*** Opening DATA RECORDS ***
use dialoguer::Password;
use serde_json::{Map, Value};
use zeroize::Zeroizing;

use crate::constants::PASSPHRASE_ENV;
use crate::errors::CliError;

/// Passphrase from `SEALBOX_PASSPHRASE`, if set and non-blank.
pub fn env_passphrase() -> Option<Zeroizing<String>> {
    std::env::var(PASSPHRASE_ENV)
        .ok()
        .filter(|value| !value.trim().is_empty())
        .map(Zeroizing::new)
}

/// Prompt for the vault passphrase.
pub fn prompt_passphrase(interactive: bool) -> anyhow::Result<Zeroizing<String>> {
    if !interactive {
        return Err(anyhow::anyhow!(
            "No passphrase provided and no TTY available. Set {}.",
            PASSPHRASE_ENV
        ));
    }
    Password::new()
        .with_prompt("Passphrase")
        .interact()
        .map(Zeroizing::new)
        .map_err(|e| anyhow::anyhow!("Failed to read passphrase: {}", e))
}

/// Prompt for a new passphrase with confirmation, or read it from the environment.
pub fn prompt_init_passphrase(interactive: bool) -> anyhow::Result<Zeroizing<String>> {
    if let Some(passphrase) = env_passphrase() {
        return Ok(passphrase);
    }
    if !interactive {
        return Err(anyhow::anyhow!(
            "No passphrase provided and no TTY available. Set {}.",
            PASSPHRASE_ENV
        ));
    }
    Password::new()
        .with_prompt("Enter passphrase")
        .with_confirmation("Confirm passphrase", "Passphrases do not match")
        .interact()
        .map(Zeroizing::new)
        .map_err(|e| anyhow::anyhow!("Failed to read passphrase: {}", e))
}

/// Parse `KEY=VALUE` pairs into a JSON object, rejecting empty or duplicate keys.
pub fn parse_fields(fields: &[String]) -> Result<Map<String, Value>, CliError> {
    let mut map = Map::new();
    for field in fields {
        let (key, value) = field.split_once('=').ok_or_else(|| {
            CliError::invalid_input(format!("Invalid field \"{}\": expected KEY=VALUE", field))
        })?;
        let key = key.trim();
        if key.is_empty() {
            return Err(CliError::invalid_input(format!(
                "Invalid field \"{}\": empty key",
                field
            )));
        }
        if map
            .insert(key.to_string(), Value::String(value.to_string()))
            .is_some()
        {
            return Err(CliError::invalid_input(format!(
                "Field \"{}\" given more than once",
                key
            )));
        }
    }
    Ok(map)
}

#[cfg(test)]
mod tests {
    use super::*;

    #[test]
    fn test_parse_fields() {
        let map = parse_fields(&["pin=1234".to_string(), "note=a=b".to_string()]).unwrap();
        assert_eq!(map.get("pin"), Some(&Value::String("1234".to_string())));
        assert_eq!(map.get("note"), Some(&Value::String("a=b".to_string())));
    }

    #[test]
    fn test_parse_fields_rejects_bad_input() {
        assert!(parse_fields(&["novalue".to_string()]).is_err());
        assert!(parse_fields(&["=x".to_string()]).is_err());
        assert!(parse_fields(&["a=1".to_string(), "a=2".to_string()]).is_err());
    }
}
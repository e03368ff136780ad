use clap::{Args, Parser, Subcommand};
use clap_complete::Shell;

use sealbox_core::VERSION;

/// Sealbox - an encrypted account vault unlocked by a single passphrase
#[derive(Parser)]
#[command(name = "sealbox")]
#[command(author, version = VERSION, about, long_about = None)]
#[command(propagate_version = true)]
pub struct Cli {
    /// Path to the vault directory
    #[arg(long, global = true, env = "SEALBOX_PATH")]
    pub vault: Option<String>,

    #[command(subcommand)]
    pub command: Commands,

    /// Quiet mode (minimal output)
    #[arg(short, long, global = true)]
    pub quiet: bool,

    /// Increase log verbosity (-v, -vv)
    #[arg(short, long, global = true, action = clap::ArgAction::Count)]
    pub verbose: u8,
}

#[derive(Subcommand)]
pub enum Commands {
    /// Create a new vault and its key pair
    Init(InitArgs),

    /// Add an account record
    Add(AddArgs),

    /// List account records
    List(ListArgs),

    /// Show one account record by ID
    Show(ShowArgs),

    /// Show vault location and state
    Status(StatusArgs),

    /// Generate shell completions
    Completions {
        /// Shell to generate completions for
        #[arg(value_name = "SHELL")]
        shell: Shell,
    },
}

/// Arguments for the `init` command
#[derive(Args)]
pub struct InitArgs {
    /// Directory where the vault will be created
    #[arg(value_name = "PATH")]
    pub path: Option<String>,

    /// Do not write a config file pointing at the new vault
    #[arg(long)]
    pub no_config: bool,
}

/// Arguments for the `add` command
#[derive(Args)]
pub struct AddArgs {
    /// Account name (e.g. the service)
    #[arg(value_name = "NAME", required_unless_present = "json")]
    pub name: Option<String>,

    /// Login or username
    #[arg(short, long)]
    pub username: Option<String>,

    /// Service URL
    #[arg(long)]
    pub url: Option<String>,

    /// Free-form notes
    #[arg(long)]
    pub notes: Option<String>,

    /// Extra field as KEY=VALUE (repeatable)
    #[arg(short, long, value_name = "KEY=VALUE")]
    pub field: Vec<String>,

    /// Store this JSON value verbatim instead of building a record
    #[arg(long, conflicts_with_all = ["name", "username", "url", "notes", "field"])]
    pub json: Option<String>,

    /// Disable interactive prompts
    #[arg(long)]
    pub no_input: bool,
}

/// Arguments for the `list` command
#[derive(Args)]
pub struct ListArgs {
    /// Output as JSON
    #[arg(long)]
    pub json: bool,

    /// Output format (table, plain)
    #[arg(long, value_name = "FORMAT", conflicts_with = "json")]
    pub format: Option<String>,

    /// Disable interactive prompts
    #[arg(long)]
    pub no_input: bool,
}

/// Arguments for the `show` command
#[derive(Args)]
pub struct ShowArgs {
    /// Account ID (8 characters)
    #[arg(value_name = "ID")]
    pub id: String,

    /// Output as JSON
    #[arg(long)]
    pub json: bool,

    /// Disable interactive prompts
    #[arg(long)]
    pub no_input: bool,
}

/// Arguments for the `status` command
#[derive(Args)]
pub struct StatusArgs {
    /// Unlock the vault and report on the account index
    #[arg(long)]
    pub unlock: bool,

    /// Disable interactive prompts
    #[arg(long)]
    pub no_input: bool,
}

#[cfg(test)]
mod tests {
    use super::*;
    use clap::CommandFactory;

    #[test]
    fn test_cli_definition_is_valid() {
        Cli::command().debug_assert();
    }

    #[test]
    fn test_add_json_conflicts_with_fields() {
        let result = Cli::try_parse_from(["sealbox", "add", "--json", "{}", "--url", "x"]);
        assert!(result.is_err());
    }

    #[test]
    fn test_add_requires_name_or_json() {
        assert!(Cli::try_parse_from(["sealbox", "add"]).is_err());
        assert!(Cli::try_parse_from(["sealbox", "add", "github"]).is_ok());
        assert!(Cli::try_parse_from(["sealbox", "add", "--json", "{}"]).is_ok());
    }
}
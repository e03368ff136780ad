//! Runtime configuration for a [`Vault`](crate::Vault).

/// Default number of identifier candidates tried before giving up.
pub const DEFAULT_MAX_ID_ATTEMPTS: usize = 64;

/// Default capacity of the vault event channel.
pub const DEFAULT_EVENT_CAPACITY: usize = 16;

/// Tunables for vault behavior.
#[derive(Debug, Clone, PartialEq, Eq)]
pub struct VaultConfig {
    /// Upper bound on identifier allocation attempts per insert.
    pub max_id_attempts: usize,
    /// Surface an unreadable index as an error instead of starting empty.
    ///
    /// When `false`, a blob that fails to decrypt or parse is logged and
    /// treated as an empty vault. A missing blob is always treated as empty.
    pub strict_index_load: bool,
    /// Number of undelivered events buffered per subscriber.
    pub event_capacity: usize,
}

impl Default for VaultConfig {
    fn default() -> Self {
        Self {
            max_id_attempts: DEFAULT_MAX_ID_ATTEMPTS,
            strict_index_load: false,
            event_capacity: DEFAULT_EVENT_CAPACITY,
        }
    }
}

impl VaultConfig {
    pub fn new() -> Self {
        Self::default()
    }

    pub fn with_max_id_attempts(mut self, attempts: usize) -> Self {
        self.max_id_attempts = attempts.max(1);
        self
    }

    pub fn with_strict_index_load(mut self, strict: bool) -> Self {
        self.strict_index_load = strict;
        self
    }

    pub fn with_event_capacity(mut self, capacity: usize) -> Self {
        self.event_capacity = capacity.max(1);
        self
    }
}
*** Closing DATA RECORDS ***
## WORK INSTRUCTIONS:
Which lines of the records contain the word "trim"? Copy each of them.

## PROBLEM SOLUTION:
        .filter(|value| !value.trim().is_empty())
        let key = key.trim();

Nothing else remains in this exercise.